Province of the Ottoman Empire

Gaza Sanjak (سنجاق غزّه; سنجق غزة), known in Arabic as Bilād Ghazza (the Land of Gaza), was a sanjak of the Damascus Eyalet of the Ottoman Empire centered in Gaza, and spread northwards up to the Yarkon River. In the 16th century it was divided into nawahi (singular: nahiya; third-level subdivisions): Gaza in the south and Ramla in the north along the Nahr Rūbīn/Wādī al-Ṣarār.

Gaza Sanjak "formed a passageway connecting Egypt and the Levant, precipitating bi-directional trade, conquest and population movements". Situated in the southern part of the Levantine coastal plain, Gaza Sanjak received less precipitation and was more prone to drought and nomadic incursion than more northerly regions.

Marom and Taxel have shown that during the seventeenth to eighteenth centuries, nomadic economic and security pressures led to settlement abandonment around Majdal ‘Asqalān, and the southern coastal plain in general. The population of abandoned villages moved to surviving settlements, while the lands of abandoned settlements continued to be cultivated by neighboring villages. Overall, during the 17th century, about half of all inhabited sites in the District of Gaza were abandoned.

By 1800 settlement in the district expanded again. Migrations from Egypt, improved transportation and security conditions, and land reform led to the repopulation of deserted villages with the encouragement of the Ottoman authorities.

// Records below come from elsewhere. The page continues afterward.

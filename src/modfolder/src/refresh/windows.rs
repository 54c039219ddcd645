//! Loader notification hook and shell change notifier

use std::ffi::c_void;
use std::ptr;

use tracing::{debug, info, warn};
use winapi::shared::minwindef::ULONG;
use winapi::shared::ntdef::{NTSTATUS, UNICODE_STRING};
use winapi::shared::winerror::ERROR_PROC_NOT_FOUND;
use winapi::um::combaseapi::{CoInitializeEx, CoUninitialize};
use winapi::um::libloaderapi::{GetModuleHandleW, GetProcAddress};
use winapi::um::objbase::COINIT_APARTMENTTHREADED;

use super::{ChangeNotifier, LoaderEvent, RefreshSignal, RefreshTarget};
use crate::sys::{SHChangeNotify, SHParseDisplayName, ShellPidl, SHCNE_UPDATEDIR, SHCNF_IDLIST};
use crate::wide::to_wide;
use crate::{Error, Result};

const LDR_DLL_NOTIFICATION_REASON_LOADED: ULONG = 1;
const LDR_DLL_NOTIFICATION_REASON_UNLOADED: ULONG = 2;

/// Shared layout of the loaded and unloaded notification payloads
#[repr(C)]
#[allow(dead_code)]
struct LdrDllNotificationData {
    flags: ULONG,
    full_dll_name: *const UNICODE_STRING,
    base_dll_name: *const UNICODE_STRING,
    dll_base: *mut c_void,
    size_of_image: ULONG,
}

type NotificationFn =
    unsafe extern "system" fn(reason: ULONG, data: *const LdrDllNotificationData, context: *mut c_void);
type RegisterFn = unsafe extern "system" fn(
    flags: ULONG,
    callback: NotificationFn,
    context: *mut c_void,
    cookie: *mut *mut c_void,
) -> NTSTATUS;
type UnregisterFn = unsafe extern "system" fn(cookie: *mut c_void) -> NTSTATUS;

struct HookContext {
    signal: RefreshSignal,
}

unsafe extern "system" fn on_notification(
    reason: ULONG,
    data: *const LdrDllNotificationData,
    context: *mut c_void,
) {
    let Some(ctx) = (context as *const HookContext).as_ref() else {
        return;
    };
    // Loader lock held: no allocation or logging beyond the post
    let base = data.as_ref().map_or(0, |d| d.dll_base as u64);
    let event = match reason {
        LDR_DLL_NOTIFICATION_REASON_LOADED => LoaderEvent::Loaded { base },
        LDR_DLL_NOTIFICATION_REASON_UNLOADED => LoaderEvent::Unloaded { base },
        _ => return,
    };
    ctx.signal.on_loader_event(event);
}

unsafe fn ntdll_export(name: &[u8]) -> Result<*const c_void> {
    let ntdll = to_wide("ntdll.dll");
    let module = GetModuleHandleW(ntdll.as_ptr());
    if module.is_null() {
        return Err(Error::os("GetModuleHandleW(ntdll)", ERROR_PROC_NOT_FOUND));
    }
    let proc = GetProcAddress(module, name.as_ptr() as *const i8);
    if proc.is_null() {
        return Err(Error::os("GetProcAddress", ERROR_PROC_NOT_FOUND));
    }
    Ok(proc as *const c_void)
}

/// Process-wide loader notification registration; unregisters on drop
pub struct LoaderHook {
    cookie: *mut c_void,
    context: *mut HookContext,
    unregister: UnregisterFn,
}

impl LoaderHook {
    /// Register for load and unload events, posting each one to `signal`
    pub fn register(signal: RefreshSignal) -> Result<Self> {
        let (register, unregister): (RegisterFn, UnregisterFn) = unsafe {
            (
                std::mem::transmute(ntdll_export(b"LdrRegisterDllNotification\0")?),
                std::mem::transmute(ntdll_export(b"LdrUnregisterDllNotification\0")?),
            )
        };

        let context = Box::into_raw(Box::new(HookContext { signal }));
        let mut cookie = ptr::null_mut();
        let status = unsafe { register(0, on_notification, context as *mut c_void, &mut cookie) };
        if status < 0 {
            drop(unsafe { Box::from_raw(context) });
            return Err(Error::os("LdrRegisterDllNotification", status as u32));
        }

        info!("Loader notifications registered");
        Ok(Self {
            cookie,
            context,
            unregister,
        })
    }
}

impl Drop for LoaderHook {
    fn drop(&mut self) {
        let status = unsafe { (self.unregister)(self.cookie) };
        if status < 0 {
            // Still registered, so the context must outlive us
            warn!("LdrUnregisterDllNotification failed: {:#x}", status);
            return;
        }
        drop(unsafe { Box::from_raw(self.context) });
        debug!("Loader notifications unregistered");
    }
}

// The cookie and context are only touched at registration and drop
unsafe impl Send for LoaderHook {}
unsafe impl Sync for LoaderHook {}

/// Broadcasts `SHCNE_UPDATEDIR` for the target folder
#[derive(Debug, Default, Clone, Copy)]
pub struct ShellNotifier;

impl ShellNotifier {
    fn notify_pidl(pidl: *const u8) {
        unsafe {
            SHChangeNotify(
                SHCNE_UPDATEDIR,
                SHCNF_IDLIST,
                pidl as *const c_void,
                ptr::null(),
            )
        };
    }
}

impl ChangeNotifier for ShellNotifier {
    fn notify(&self, target: &RefreshTarget) -> Result<()> {
        let hr = unsafe { CoInitializeEx(ptr::null_mut(), COINIT_APARTMENTTHREADED) };
        let result = match target {
            RefreshTarget::ParsingName(name) => {
                let wide = to_wide(name);
                let mut raw = ptr::null_mut();
                let parsed = unsafe {
                    SHParseDisplayName(wide.as_ptr(), ptr::null_mut(), &mut raw, 0, ptr::null_mut())
                };
                match unsafe { ShellPidl::from_raw(raw) } {
                    Some(pidl) if parsed >= 0 => {
                        Self::notify_pidl(pidl.as_ptr());
                        Ok(())
                    }
                    _ => Err(Error::os(format!("SHParseDisplayName({})", name), parsed as u32)),
                }
            }
            RefreshTarget::IdList(list) => {
                Self::notify_pidl(list.as_bytes().as_ptr());
                Ok(())
            }
        };
        if hr >= 0 {
            unsafe { CoUninitialize() };
        }
        result
    }
}
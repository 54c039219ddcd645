//! Minimal COM plumbing: GUIDs, `IUnknown`, reference counting and
//! shell-owned allocations

use std::ffi::c_void;
use std::panic::{catch_unwind, AssertUnwindSafe};
use std::ptr;
use std::sync::atomic::{AtomicU32, Ordering};

use tracing::{error, trace};
use winapi::shared::guiddef::GUID;
use winapi::shared::minwindef::ULONG;
use winapi::shared::ntdef::HRESULT;
use winapi::um::combaseapi::CoTaskMemAlloc;

use modfolder::error::hresult;
use modfolder::IdList;

pub use modfolder::error::hresult::{
    E_FAIL, E_INVALIDARG, E_NOINTERFACE, E_NOTIMPL, E_OUTOFMEMORY, E_POINTER, S_FALSE, S_OK,
};

pub const E_UNEXPECTED: HRESULT = 0x8000_FFFF_u32 as HRESULT;
pub const CLASS_E_CLASSNOTAVAILABLE: HRESULT = 0x8004_0111_u32 as HRESULT;
pub const CLASS_E_NOAGGREGATION: HRESULT = 0x8004_0110_u32 as HRESULT;

pub const fn guid(d1: u32, d2: u16, d3: u16, d4: [u8; 8]) -> GUID {
    GUID {
        Data1: d1,
        Data2: d2,
        Data3: d3,
        Data4: d4,
    }
}

const fn shell_iid(d1: u32) -> GUID {
    guid(d1, 0, 0, [0xC0, 0, 0, 0, 0, 0, 0, 0x46])
}

pub const CLSID_MODULE_FOLDER: GUID = guid(
    0x6B4E_2E3B,
    0x3D6B,
    0x4D4E,
    [0x9A, 0x1C, 0x0F, 0x0C, 0x8D, 0x8E, 0x8F, 0x11],
);

pub const IID_IUNKNOWN: GUID = shell_iid(0x0000_0000);
pub const IID_ICLASSFACTORY: GUID = shell_iid(0x0000_0001);
pub const IID_IPERSIST: GUID = shell_iid(0x0000_010C);
pub const IID_IDATAOBJECT: GUID = shell_iid(0x0000_010E);
pub const IID_IDROPTARGET: GUID = shell_iid(0x0000_0122);
pub const IID_ISHELLVIEW: GUID = shell_iid(0x0002_14E3);
pub const IID_ICONTEXTMENU: GUID = shell_iid(0x0002_14E4);
pub const IID_ISHELLFOLDER: GUID = shell_iid(0x0002_14E6);
pub const IID_IPERSISTFOLDER: GUID = shell_iid(0x0002_14EA);
pub const IID_IENUMIDLIST: GUID = shell_iid(0x0002_14F2);
pub const IID_ICONTEXTMENU2: GUID = shell_iid(0x0002_14F4);
pub const IID_ISHELLFOLDER2: GUID = guid(
    0x93F2_F68C,
    0x1D1B,
    0x11D3,
    [0xA3, 0x0E, 0x00, 0xC0, 0x4F, 0x79, 0xAB, 0xD1],
);
pub const IID_IPERSISTFOLDER2: GUID = guid(
    0x1AC3_D9F0,
    0x175C,
    0x11D1,
    [0x95, 0xBE, 0x00, 0x60, 0x97, 0x97, 0xEA, 0x4F],
);
pub const IID_ISHELLFOLDERVIEWCB: GUID = guid(
    0x2047_E320,
    0xF2A9,
    0x11CE,
    [0xAE, 0x65, 0x08, 0x00, 0x2B, 0x2E, 0x12, 0x62],
);
pub const IID_ICONTEXTMENU3: GUID = guid(
    0xBCFC_E0A0,
    0xEC17,
    0x11D0,
    [0x8D, 0x10, 0x00, 0xA0, 0xC9, 0x0F, 0x27, 0x19],
);

pub fn guid_eq(a: &GUID, b: &GUID) -> bool {
    a.Data1 == b.Data1 && a.Data2 == b.Data2 && a.Data3 == b.Data3 && a.Data4 == b.Data4
}

/// Registry form, `{XXXXXXXX-XXXX-XXXX-XXXX-XXXXXXXXXXXX}`
pub fn format_guid(g: &GUID) -> String {
    format!(
        "{{{:08X}-{:04X}-{:04X}-{:02X}{:02X}-{:02X}{:02X}{:02X}{:02X}{:02X}{:02X}}}",
        g.Data1,
        g.Data2,
        g.Data3,
        g.Data4[0],
        g.Data4[1],
        g.Data4[2],
        g.Data4[3],
        g.Data4[4],
        g.Data4[5],
        g.Data4[6],
        g.Data4[7]
    )
}

/// Readable name of a well-known interface for logs
pub fn iid_name(iid: &GUID) -> String {
    const NAMES: &[(&GUID, &str)] = &[
        (&IID_IUNKNOWN, "IUnknown"),
        (&IID_ICLASSFACTORY, "IClassFactory"),
        (&IID_IPERSIST, "IPersist"),
        (&IID_IDATAOBJECT, "IDataObject"),
        (&IID_IDROPTARGET, "IDropTarget"),
        (&IID_ISHELLVIEW, "IShellView"),
        (&IID_ICONTEXTMENU, "IContextMenu"),
        (&IID_ICONTEXTMENU2, "IContextMenu2"),
        (&IID_ICONTEXTMENU3, "IContextMenu3"),
        (&IID_ISHELLFOLDER, "IShellFolder"),
        (&IID_ISHELLFOLDER2, "IShellFolder2"),
        (&IID_IPERSISTFOLDER, "IPersistFolder"),
        (&IID_IPERSISTFOLDER2, "IPersistFolder2"),
        (&IID_IENUMIDLIST, "IEnumIDList"),
        (&IID_ISHELLFOLDERVIEWCB, "IShellFolderViewCB"),
    ];
    NAMES
        .iter()
        .find(|(known, _)| guid_eq(known, iid))
        .map(|(_, name)| name.to_string())
        .unwrap_or_else(|| format_guid(iid))
}

pub type QueryInterfaceFn =
    unsafe extern "system" fn(this: *mut c_void, iid: *const GUID, ppv: *mut *mut c_void) -> HRESULT;
pub type RefCountFn = unsafe extern "system" fn(this: *mut c_void) -> ULONG;

#[repr(C)]
pub struct IUnknownVtbl {
    pub query_interface: QueryInterfaceFn,
    pub add_ref: RefCountFn,
    pub release: RefCountFn,
}

/// Call `Release` on an interface pointer we were handed
pub unsafe fn release_raw(unknown: *mut c_void) {
    if unknown.is_null() {
        return;
    }
    let vtbl = *(unknown as *const *const IUnknownVtbl);
    ((*vtbl).release)(unknown);
}

pub unsafe fn add_ref_raw(unknown: *mut c_void) {
    if unknown.is_null() {
        return;
    }
    let vtbl = *(unknown as *const *const IUnknownVtbl);
    ((*vtbl).add_ref)(unknown);
}

/// A heap object reachable through one or more vtable pointers.
///
/// # Safety
///
/// Implementors must be allocated with [`into_raw`] and only freed through
/// [`release`].
pub unsafe trait ComObject: Sized {
    fn refs(&self) -> &AtomicU32;

    /// Interface pointer for `iid` into this object, or null
    fn interface(&self, iid: &GUID) -> *mut c_void;
}

/// Move a new object (holding one reference) to the heap
pub fn into_raw<T: ComObject>(object: T) -> *mut T {
    crate::runtime::object_created();
    Box::into_raw(Box::new(object))
}

pub unsafe fn add_ref<T: ComObject>(object: *const T) -> ULONG {
    (*object).refs().fetch_add(1, Ordering::Relaxed) + 1
}

pub unsafe fn release<T: ComObject>(object: *mut T) -> ULONG {
    let remaining = (*object).refs().fetch_sub(1, Ordering::AcqRel) - 1;
    if remaining == 0 {
        drop(Box::from_raw(object));
        crate::runtime::object_destroyed();
    }
    remaining
}

pub unsafe fn query<T: ComObject>(
    object: *const T,
    iid: *const GUID,
    ppv: *mut *mut c_void,
) -> HRESULT {
    if ppv.is_null() {
        return E_POINTER;
    }
    *ppv = ptr::null_mut();
    if iid.is_null() {
        return E_INVALIDARG;
    }
    let interface = (*object).interface(&*iid);
    if interface.is_null() {
        trace!("QueryInterface {} refused", iid_name(&*iid));
        return E_NOINTERFACE;
    }
    add_ref(object);
    *ppv = interface;
    S_OK
}

/// Hand out the requested interface of a freshly created object and drop the
/// creation reference
pub unsafe fn query_new<T: ComObject>(object: *mut T, iid: *const GUID, ppv: *mut *mut c_void) -> HRESULT {
    let hr = query(object, iid, ppv);
    release(object);
    hr
}

/// Object pointer from a pointer to one of its vtable fields
macro_rules! object_of {
    ($this:expr, $ty:ty, $field:ident) => {
        ($this as *mut u8).sub(std::mem::offset_of!($ty, $field)) as *mut $ty
    };
}
pub(crate) use object_of;

/// `IUnknown` entry points for one vtable field of a [`ComObject`]
macro_rules! unknown_thunks {
    ($ty:ty, $field:ident, $qi:ident, $add_ref:ident, $release:ident) => {
        unsafe extern "system" fn $qi(
            this: *mut std::ffi::c_void,
            iid: *const winapi::shared::guiddef::GUID,
            ppv: *mut *mut std::ffi::c_void,
        ) -> winapi::shared::ntdef::HRESULT {
            $crate::com::query($crate::com::object_of!(this, $ty, $field), iid, ppv)
        }

        unsafe extern "system" fn $add_ref(this: *mut std::ffi::c_void) -> u32 {
            $crate::com::add_ref($crate::com::object_of!(this, $ty, $field))
        }

        unsafe extern "system" fn $release(this: *mut std::ffi::c_void) -> u32 {
            $crate::com::release($crate::com::object_of!(this, $ty, $field))
        }
    };
}
pub(crate) use unknown_thunks;

/// Run an entry point body, turning a panic into `E_UNEXPECTED`
pub fn guarded<F: FnOnce() -> HRESULT>(entry: &str, body: F) -> HRESULT {
    match catch_unwind(AssertUnwindSafe(body)) {
        Ok(hr) => hr,
        Err(_) => {
            error!("{} panicked", entry);
            E_UNEXPECTED
        }
    }
}

/// Result code for a core result
pub fn to_hresult(result: modfolder::Result<()>) -> HRESULT {
    match result {
        Ok(()) => S_OK,
        Err(e) => e.hresult(),
    }
}

/// Copy an identifier list into task memory the shell will free
pub fn alloc_id_list(list: &IdList) -> *mut u8 {
    let bytes = list.as_bytes();
    let mem = unsafe { CoTaskMemAlloc(bytes.len()) } as *mut u8;
    if !mem.is_null() {
        unsafe { ptr::copy_nonoverlapping(bytes.as_ptr(), mem, bytes.len()) };
    }
    mem
}

/// Copy a string into task memory as a NUL-terminated wide string
pub fn alloc_wide(s: &str) -> *mut u16 {
    let wide = modfolder::wide::to_wide(s);
    let size = wide.len() * std::mem::size_of::<u16>();
    let mem = unsafe { CoTaskMemAlloc(size) } as *mut u16;
    if !mem.is_null() {
        unsafe { ptr::copy_nonoverlapping(wide.as_ptr(), mem, wide.len()) };
    }
    mem
}

/// Success code for a count, as `MAKE_HRESULT(SEVERITY_SUCCESS, 0, n)`
pub fn success_count(count: u32) -> HRESULT {
    hresult::success_code(count as u16)
}
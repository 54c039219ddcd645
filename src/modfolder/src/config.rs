//! Configuration management for modfolder

use serde::{Deserialize, Serialize};
use std::fs;
use std::path::{Path, PathBuf};

use crate::{Error, Result};

/// Overrides the log file location
pub const LOG_FILE_ENV: &str = "MODFOLDER_LOG_FILE";

/// Namespace parent the folder is attached under ("This PC")
pub const DEFAULT_NAMESPACE_PARENT: &str = "::{20D04FE0-3AEA-1069-A2D8-08002B30309D}";

pub const DEFAULT_DISPLAY_NAME: &str = "Explorer Modules";

#[derive(Debug, Clone, PartialEq, Eq, Serialize, Deserialize)]
#[serde(default)]
pub struct Config {
    /// `tracing` filter directive, e.g. `info` or `modfolder=trace`
    pub log_filter: String,
    pub log_file: Option<PathBuf>,
    /// Reference drops attempted before an unload gives up
    pub unload_attempt_limit: usize,
    /// Show a dialog when a dropped module fails to load
    pub error_dialogs: bool,
    pub namespace_parent: String,
    pub display_name: String,
}

impl Default for Config {
    fn default() -> Self {
        Self {
            log_filter: "info".to_string(),
            log_file: None,
            unload_attempt_limit: crate::inventory::DEFAULT_UNLOAD_ATTEMPT_LIMIT,
            error_dialogs: true,
            namespace_parent: DEFAULT_NAMESPACE_PARENT.to_string(),
            display_name: DEFAULT_DISPLAY_NAME.to_string(),
        }
    }
}

impl Config {
    /// Get the path to the config file
    pub fn config_path() -> Result<PathBuf> {
        let config_dir = dirs::config_dir()
            .ok_or_else(|| Error::Config("Could not determine config directory".into()))?
            .join("modfolder");

        Ok(config_dir.join("config.toml"))
    }

    /// Load configuration from the default location
    pub fn load() -> Result<Self> {
        Self::load_from(&Self::config_path()?)
    }

    /// Load configuration from a file, or defaults if it doesn't exist
    pub fn load_from(path: &Path) -> Result<Self> {
        if !path.exists() {
            return Ok(Config::default());
        }
        let contents = fs::read_to_string(path)?;
        Ok(toml::from_str(&contents)?)
    }

    pub fn save_to(&self, path: &Path) -> Result<()> {
        if let Some(parent) = path.parent() {
            fs::create_dir_all(parent)?;
        }
        fs::write(path, toml::to_string_pretty(self)?)?;
        Ok(())
    }

    /// Log file to write to: environment override, then config, then the
    /// temp directory
    pub fn log_path(&self) -> PathBuf {
        std::env::var_os(LOG_FILE_ENV)
            .map(PathBuf::from)
            .or_else(|| self.log_file.clone())
            .unwrap_or_else(|| std::env::temp_dir().join("modfolder.log"))
    }
}

#[cfg(test)]
mod tests {
    use super::*;
    use tempfile::tempdir;

    #[test]
    fn test_defaults_when_missing() {
        let dir = tempdir().unwrap();
        let config = Config::load_from(&dir.path().join("absent.toml")).unwrap();
        assert_eq!(config, Config::default());
        assert_eq!(config.unload_attempt_limit, 100);
        assert!(config.error_dialogs);
    }

    #[test]
    fn test_save_and_load() {
        let dir = tempdir().unwrap();
        let path = dir.path().join("nested").join("config.toml");

        let config = Config {
            log_filter: "modfolder=trace".to_string(),
            log_file: Some(PathBuf::from("/tmp/folder.log")),
            unload_attempt_limit: 7,
            error_dialogs: false,
            ..Config::default()
        };
        config.save_to(&path).unwrap();

        assert_eq!(Config::load_from(&path).unwrap(), config);
    }

    #[test]
    fn test_partial_file_fills_defaults() {
        let dir = tempdir().unwrap();
        let path = dir.path().join("config.toml");
        fs::write(&path, "display_name = \"Modules\"\n").unwrap();

        let config = Config::load_from(&path).unwrap();
        assert_eq!(config.display_name, "Modules");
        assert_eq!(config.log_filter, "info");
        assert_eq!(config.namespace_parent, DEFAULT_NAMESPACE_PARENT);
    }

    #[test]
    fn test_invalid_file_is_config_error() {
        let dir = tempdir().unwrap();
        let path = dir.path().join("config.toml");
        fs::write(&path, "unload_attempt_limit = \"lots\"").unwrap();

        assert!(matches!(Config::load_from(&path), Err(Error::Config(_))));
    }

    #[test]
    fn test_log_path_from_config() {
        let config = Config {
            log_file: Some(PathBuf::from("/var/log/mf.log")),
            ..Config::default()
        };
        if std::env::var_os(LOG_FILE_ENV).is_none() {
            assert_eq!(config.log_path(), PathBuf::from("/var/log/mf.log"));
        }
    }
}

The Ottoman census of 1871 (1288 AH) documented the Gaza District as consisting of 55 settlements, including villages and towns. These were organized into the sub-districts of al-Majdal, Gaza, and Khan Yunis. The rural population throughout this district was uniformly Sunni Muslim, adhering to the Shafi'i school of Islamic jurisprudence.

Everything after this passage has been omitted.